## Exercise prompt
In the records below, find the lines that include "contains" and copy each.

## Given entries
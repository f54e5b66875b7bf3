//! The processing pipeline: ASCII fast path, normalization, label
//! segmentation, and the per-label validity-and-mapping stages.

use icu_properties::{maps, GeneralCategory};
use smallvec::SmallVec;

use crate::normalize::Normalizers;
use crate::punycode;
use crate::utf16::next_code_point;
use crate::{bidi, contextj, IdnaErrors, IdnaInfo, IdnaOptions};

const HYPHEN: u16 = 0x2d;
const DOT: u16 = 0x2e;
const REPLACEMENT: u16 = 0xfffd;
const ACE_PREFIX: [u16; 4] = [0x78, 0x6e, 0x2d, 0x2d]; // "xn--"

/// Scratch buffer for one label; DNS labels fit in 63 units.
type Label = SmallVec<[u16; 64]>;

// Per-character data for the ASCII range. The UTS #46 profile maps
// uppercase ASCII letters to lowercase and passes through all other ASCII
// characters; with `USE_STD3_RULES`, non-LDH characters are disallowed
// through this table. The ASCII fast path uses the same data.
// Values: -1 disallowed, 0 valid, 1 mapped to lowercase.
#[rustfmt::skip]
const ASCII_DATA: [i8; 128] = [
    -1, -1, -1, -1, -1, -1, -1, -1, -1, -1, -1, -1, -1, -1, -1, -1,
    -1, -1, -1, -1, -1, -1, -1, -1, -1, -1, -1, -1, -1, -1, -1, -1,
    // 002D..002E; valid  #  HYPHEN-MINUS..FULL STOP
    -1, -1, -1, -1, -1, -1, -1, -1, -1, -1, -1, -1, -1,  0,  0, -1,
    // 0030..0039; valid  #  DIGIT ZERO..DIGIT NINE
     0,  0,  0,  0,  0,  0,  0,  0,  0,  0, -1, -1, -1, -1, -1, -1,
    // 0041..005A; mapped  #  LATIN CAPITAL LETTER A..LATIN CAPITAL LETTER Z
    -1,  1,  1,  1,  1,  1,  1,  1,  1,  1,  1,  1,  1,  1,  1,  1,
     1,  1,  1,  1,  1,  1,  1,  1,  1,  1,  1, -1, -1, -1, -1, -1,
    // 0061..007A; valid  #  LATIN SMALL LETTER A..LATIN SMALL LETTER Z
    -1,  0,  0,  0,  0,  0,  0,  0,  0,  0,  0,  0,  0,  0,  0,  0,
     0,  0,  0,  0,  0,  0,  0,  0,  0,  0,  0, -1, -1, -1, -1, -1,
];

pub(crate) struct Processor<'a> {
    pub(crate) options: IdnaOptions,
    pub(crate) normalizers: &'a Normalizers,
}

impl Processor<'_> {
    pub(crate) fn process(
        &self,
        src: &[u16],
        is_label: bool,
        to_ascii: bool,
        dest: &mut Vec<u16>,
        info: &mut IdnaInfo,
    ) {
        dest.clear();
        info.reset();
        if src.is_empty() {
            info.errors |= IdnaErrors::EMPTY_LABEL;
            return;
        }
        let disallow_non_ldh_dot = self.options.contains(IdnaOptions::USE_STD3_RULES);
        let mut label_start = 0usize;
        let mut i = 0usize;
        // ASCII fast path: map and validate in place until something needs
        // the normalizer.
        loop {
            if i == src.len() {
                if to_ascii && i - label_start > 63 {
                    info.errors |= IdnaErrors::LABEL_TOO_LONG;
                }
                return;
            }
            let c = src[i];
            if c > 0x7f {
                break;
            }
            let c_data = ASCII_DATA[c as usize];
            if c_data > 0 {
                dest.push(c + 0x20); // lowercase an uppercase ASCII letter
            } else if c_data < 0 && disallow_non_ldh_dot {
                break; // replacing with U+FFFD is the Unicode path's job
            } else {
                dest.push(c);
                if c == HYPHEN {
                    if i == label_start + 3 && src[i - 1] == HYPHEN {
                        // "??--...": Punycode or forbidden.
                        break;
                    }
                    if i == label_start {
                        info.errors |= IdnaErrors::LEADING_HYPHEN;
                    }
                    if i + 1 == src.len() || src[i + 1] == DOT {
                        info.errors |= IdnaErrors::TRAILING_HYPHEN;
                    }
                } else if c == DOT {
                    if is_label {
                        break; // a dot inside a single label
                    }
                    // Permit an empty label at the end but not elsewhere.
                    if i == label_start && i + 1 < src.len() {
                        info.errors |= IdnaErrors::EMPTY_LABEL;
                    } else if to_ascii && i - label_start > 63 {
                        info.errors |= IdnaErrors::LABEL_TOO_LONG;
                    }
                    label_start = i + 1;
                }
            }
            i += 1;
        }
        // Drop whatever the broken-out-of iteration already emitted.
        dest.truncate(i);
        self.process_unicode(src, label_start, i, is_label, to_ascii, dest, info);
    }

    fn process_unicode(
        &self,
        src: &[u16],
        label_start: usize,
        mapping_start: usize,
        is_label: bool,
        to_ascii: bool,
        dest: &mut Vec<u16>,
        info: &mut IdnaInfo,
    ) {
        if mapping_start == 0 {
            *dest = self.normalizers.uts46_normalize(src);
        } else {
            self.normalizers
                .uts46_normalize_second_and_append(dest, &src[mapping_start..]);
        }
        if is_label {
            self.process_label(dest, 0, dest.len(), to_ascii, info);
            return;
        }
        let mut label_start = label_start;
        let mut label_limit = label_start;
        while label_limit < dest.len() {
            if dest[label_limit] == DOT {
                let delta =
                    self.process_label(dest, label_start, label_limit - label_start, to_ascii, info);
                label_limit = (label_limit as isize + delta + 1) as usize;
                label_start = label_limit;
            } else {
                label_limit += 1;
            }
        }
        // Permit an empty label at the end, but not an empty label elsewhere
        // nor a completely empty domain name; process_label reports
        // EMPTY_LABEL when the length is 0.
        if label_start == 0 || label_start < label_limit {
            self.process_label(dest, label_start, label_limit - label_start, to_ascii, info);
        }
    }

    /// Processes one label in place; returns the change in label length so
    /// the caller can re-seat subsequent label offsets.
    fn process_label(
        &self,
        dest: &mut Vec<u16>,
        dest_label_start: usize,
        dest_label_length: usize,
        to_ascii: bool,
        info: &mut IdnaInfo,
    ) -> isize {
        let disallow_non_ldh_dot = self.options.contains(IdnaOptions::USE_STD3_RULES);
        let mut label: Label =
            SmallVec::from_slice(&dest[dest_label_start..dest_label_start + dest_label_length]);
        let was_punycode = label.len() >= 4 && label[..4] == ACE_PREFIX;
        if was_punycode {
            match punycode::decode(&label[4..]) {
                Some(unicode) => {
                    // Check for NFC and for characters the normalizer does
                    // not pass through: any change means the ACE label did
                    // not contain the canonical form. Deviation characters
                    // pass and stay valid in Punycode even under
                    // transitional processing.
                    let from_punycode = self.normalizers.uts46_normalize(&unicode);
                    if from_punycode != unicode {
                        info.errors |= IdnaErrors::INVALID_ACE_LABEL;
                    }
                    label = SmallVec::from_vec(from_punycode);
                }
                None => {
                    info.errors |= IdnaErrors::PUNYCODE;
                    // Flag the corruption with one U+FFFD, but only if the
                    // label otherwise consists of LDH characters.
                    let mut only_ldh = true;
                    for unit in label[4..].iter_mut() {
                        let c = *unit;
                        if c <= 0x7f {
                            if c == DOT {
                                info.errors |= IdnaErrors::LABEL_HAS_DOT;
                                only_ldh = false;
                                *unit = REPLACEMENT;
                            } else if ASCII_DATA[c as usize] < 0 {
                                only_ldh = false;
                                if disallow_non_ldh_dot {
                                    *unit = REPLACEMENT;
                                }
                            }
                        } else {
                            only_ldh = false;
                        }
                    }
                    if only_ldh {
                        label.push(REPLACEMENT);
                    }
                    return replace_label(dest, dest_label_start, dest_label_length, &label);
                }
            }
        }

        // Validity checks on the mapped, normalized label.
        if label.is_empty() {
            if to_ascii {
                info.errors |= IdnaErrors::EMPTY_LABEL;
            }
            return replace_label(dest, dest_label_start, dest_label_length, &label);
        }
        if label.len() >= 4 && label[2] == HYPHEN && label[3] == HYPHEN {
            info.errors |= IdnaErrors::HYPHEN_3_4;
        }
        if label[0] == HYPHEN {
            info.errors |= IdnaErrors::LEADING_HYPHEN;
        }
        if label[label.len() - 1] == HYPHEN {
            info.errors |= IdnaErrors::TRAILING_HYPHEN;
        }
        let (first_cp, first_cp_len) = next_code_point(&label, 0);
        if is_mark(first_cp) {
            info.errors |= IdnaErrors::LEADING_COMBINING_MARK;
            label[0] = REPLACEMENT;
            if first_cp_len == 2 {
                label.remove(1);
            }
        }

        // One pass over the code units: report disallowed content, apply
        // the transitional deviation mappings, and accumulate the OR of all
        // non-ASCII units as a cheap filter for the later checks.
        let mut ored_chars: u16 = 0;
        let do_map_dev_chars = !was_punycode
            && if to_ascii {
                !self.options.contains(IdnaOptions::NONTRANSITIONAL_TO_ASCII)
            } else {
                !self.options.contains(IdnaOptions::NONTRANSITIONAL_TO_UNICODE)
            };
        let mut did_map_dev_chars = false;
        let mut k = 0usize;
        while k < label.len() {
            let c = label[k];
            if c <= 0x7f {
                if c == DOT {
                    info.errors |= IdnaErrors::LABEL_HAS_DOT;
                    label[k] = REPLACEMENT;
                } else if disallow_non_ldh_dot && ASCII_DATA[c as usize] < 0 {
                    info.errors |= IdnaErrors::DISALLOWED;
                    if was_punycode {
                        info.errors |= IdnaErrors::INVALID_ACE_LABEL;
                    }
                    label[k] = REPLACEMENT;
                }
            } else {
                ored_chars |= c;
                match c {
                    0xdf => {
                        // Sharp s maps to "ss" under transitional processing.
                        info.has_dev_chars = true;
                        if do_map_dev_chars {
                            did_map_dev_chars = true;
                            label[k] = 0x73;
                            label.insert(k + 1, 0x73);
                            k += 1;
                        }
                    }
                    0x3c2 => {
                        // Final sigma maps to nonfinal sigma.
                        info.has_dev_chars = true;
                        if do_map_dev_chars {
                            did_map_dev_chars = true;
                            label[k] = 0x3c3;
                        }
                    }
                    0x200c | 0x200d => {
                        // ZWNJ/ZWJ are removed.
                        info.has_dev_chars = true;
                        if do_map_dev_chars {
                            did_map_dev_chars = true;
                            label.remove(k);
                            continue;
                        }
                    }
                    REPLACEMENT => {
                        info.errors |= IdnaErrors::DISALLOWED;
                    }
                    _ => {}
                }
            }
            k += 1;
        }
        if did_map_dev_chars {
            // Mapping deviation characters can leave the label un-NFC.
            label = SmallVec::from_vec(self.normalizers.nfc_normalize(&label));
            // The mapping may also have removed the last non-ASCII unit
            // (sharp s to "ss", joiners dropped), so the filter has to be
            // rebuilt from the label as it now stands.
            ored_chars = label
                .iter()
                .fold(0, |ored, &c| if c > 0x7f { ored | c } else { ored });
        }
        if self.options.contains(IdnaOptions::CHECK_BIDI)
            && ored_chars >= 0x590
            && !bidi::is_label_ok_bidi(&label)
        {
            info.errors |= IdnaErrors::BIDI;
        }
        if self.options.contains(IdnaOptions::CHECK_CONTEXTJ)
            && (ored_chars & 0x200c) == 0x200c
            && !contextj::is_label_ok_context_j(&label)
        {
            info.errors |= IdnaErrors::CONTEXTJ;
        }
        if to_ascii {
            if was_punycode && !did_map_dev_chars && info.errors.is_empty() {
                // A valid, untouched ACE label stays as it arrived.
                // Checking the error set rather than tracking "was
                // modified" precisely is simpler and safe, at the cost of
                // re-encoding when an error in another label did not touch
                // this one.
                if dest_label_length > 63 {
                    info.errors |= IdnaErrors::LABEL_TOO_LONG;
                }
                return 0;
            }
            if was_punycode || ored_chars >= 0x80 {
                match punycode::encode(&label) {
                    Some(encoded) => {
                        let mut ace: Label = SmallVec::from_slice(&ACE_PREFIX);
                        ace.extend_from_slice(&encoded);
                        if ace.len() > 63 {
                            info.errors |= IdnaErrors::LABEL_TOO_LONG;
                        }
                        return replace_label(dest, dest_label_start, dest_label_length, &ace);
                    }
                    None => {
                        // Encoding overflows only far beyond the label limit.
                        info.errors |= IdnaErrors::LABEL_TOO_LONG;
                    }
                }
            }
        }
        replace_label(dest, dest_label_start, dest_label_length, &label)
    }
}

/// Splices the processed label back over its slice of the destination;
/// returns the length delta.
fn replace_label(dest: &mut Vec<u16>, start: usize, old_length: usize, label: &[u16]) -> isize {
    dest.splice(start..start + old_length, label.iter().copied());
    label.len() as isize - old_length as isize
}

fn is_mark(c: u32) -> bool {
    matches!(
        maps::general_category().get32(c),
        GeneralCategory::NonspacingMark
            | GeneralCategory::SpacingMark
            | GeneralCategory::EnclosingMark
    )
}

## Problem solution
        let disallow_non_ldh_dot = self.options.contains(IdnaOptions::USE_STD3_RULES);
        let disallow_non_ldh_dot = self.options.contains(IdnaOptions::USE_STD3_RULES);
                !self.options.contains(IdnaOptions::NONTRANSITIONAL_TO_ASCII)
                !self.options.contains(IdnaOptions::NONTRANSITIONAL_TO_UNICODE)
        if self.options.contains(IdnaOptions::CHECK_BIDI)
        if self.options.contains(IdnaOptions::CHECK_CONTEXTJ)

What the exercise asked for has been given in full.